▶ [Task]:
Please repeat exactly the lines below from the one containing "pub fn not_found(message: impl" down to the one containing "pub fn is_conversion(&self)", both included, and nothing else.

[Records to process Boundary: Start]

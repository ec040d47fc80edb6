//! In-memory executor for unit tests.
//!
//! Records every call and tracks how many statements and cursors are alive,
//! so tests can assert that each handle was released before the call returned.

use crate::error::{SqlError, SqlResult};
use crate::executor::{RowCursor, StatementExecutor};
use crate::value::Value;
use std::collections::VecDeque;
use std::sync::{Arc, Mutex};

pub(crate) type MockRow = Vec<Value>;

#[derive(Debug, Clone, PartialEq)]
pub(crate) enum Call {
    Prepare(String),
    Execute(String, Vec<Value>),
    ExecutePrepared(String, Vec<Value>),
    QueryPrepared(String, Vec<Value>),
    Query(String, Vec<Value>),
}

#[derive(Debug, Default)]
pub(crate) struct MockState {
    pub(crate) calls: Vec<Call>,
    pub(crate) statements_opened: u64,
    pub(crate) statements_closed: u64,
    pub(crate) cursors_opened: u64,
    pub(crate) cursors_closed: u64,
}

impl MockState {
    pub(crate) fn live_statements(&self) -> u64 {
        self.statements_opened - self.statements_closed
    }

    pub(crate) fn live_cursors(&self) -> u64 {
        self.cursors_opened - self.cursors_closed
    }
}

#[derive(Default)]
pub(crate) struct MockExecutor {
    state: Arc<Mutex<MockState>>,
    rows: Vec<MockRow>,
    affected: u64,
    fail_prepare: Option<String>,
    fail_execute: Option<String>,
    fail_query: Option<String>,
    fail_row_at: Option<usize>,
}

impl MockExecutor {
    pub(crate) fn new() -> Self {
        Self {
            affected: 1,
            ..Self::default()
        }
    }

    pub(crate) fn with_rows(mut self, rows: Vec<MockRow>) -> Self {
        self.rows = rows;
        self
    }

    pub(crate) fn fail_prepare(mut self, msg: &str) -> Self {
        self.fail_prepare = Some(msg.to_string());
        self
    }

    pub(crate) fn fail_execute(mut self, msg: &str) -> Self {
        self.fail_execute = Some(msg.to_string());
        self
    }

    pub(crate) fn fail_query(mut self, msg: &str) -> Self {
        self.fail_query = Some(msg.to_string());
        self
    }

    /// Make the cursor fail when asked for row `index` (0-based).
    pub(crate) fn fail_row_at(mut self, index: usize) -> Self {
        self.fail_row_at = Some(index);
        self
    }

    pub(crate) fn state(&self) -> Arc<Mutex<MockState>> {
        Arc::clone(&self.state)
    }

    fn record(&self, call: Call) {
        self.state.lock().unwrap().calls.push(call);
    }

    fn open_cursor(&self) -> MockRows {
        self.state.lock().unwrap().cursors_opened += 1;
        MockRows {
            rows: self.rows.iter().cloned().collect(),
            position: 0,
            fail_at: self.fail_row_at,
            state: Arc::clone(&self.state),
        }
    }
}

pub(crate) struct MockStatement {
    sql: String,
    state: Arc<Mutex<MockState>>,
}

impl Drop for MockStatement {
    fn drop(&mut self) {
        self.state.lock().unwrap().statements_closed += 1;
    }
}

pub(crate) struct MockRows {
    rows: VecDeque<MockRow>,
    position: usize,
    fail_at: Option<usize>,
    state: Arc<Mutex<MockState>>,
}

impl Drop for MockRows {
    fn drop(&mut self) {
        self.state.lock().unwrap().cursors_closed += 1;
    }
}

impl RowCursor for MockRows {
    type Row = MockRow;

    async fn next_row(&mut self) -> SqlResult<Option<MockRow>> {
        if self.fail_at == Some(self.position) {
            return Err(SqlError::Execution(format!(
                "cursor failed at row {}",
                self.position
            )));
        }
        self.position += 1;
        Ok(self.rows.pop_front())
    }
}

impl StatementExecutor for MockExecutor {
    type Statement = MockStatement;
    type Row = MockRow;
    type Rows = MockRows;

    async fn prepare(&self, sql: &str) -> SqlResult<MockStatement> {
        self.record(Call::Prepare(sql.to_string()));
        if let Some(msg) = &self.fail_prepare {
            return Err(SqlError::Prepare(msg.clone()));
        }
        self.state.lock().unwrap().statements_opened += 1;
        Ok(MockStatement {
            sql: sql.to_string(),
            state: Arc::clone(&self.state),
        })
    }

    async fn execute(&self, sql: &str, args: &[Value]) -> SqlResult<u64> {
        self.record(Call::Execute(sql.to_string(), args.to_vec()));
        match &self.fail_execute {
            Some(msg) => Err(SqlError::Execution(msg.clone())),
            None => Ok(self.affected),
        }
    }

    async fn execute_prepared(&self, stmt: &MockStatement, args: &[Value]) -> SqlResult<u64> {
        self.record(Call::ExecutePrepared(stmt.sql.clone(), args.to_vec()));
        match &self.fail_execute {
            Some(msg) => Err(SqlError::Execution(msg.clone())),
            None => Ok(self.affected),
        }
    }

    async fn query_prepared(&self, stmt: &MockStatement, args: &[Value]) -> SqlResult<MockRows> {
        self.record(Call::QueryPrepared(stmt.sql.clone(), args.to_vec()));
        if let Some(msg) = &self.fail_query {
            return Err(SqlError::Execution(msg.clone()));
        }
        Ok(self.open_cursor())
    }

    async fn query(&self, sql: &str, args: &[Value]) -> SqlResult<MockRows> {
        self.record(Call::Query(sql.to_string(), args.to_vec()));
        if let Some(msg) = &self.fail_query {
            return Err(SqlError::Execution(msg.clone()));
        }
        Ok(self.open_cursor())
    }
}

[Records to process Boundary: End]
[Records to process Boundary: Start]

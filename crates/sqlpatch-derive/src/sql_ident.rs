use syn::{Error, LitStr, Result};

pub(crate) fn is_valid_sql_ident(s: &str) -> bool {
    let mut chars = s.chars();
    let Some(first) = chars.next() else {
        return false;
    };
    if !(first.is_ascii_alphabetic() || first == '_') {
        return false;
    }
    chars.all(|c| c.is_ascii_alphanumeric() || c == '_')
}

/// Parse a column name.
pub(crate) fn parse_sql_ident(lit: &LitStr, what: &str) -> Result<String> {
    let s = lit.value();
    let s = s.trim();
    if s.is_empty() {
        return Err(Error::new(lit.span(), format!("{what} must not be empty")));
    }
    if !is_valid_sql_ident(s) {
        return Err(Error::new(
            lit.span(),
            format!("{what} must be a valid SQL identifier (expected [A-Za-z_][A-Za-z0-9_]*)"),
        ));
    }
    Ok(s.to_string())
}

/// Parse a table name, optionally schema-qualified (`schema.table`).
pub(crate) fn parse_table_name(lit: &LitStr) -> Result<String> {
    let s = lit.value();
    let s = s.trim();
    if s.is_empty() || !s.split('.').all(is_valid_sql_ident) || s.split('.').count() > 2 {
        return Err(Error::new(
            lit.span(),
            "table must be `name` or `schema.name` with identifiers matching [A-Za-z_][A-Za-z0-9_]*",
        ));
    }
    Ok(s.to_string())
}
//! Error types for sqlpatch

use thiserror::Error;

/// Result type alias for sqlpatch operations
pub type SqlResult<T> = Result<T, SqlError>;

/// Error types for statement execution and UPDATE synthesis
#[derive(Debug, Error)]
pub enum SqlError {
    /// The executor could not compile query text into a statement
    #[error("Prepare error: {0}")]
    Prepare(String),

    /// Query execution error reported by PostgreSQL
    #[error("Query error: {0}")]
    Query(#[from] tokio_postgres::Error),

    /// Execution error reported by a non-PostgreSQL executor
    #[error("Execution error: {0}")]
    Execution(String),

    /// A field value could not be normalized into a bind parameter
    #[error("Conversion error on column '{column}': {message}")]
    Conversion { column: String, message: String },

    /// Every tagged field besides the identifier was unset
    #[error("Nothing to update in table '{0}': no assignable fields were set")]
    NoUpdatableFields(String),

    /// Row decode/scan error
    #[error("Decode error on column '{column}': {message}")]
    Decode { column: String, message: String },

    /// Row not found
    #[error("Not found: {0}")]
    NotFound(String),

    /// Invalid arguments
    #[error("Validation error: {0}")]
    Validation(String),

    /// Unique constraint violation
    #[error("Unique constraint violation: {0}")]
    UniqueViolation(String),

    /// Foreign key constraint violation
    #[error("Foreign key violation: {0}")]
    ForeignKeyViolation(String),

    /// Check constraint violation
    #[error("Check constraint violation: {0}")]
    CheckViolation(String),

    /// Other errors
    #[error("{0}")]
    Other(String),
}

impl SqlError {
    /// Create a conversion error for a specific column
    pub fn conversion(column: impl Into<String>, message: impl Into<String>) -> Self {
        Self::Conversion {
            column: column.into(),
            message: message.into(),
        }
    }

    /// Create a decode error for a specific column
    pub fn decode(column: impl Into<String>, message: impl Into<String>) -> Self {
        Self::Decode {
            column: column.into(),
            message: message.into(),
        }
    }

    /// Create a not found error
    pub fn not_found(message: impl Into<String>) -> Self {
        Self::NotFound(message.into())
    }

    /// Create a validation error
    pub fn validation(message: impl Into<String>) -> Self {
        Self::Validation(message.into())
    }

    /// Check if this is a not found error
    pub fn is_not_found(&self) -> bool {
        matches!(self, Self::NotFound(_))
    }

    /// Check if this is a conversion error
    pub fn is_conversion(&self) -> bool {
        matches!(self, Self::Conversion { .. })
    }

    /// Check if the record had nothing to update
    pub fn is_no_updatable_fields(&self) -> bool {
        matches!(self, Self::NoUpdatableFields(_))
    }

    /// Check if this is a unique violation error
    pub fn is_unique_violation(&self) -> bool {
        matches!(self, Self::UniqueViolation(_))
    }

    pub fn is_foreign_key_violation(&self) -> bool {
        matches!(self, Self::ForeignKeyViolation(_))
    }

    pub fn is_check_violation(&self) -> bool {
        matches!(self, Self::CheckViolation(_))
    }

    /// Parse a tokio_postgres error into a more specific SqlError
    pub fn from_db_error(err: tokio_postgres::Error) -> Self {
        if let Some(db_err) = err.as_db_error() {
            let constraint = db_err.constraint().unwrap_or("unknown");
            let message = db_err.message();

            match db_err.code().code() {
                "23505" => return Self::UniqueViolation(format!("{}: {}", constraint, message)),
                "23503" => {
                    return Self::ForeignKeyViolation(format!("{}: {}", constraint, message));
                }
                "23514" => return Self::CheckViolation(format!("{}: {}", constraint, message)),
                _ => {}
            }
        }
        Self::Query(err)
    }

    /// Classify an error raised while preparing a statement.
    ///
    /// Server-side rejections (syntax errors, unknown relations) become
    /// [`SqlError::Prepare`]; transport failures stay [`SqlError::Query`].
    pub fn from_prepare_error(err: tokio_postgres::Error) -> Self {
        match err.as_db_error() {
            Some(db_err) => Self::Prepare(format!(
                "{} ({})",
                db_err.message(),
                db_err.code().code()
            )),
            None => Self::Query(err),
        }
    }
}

[Records to process Boundary: End]
[Records to process Boundary: Start]

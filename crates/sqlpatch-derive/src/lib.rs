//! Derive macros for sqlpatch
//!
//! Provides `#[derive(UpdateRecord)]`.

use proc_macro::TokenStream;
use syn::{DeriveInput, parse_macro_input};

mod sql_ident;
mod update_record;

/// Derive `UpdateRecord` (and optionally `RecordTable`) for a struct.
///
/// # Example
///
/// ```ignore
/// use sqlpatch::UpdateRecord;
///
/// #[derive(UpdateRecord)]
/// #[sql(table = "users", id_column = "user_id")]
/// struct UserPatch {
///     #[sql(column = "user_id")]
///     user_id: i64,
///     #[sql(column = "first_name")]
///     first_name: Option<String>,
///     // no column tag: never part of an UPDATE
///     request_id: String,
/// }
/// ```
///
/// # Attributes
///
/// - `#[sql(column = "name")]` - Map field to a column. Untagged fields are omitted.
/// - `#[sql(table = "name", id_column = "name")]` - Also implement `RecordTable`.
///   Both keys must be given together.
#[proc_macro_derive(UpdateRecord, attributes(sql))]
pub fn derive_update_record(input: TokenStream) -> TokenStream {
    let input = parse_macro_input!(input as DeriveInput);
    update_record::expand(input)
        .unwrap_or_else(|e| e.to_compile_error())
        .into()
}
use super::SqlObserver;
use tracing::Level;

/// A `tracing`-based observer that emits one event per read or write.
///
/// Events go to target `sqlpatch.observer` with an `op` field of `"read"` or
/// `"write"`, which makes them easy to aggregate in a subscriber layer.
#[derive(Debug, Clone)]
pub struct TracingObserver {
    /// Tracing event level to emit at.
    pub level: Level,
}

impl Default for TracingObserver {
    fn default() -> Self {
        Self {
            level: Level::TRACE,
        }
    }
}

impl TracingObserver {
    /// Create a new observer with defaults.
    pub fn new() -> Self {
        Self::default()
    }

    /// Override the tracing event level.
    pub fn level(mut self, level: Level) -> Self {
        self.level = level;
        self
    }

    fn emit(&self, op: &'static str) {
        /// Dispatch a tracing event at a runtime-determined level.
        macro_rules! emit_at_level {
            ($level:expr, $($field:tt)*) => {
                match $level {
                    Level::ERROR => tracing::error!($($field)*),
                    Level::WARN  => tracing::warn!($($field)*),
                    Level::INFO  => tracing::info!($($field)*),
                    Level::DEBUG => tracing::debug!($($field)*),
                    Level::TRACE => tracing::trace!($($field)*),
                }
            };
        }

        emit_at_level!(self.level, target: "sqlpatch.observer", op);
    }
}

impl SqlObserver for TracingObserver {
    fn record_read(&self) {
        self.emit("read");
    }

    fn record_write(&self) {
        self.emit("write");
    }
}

[Records to process Boundary: End]

▶ [Exercise solution]:
    pub fn not_found(message: impl Into<String>) -> Self {
        Self::NotFound(message.into())
    }

    /// Create a validation error
    pub fn validation(message: impl Into<String>) -> Self {
        Self::Validation(message.into())
    }

    /// Check if this is a not found error
    pub fn is_not_found(&self) -> bool {
        matches!(self, Self::NotFound(_))
    }

    /// Check if this is a conversion error
    pub fn is_conversion(&self) -> bool {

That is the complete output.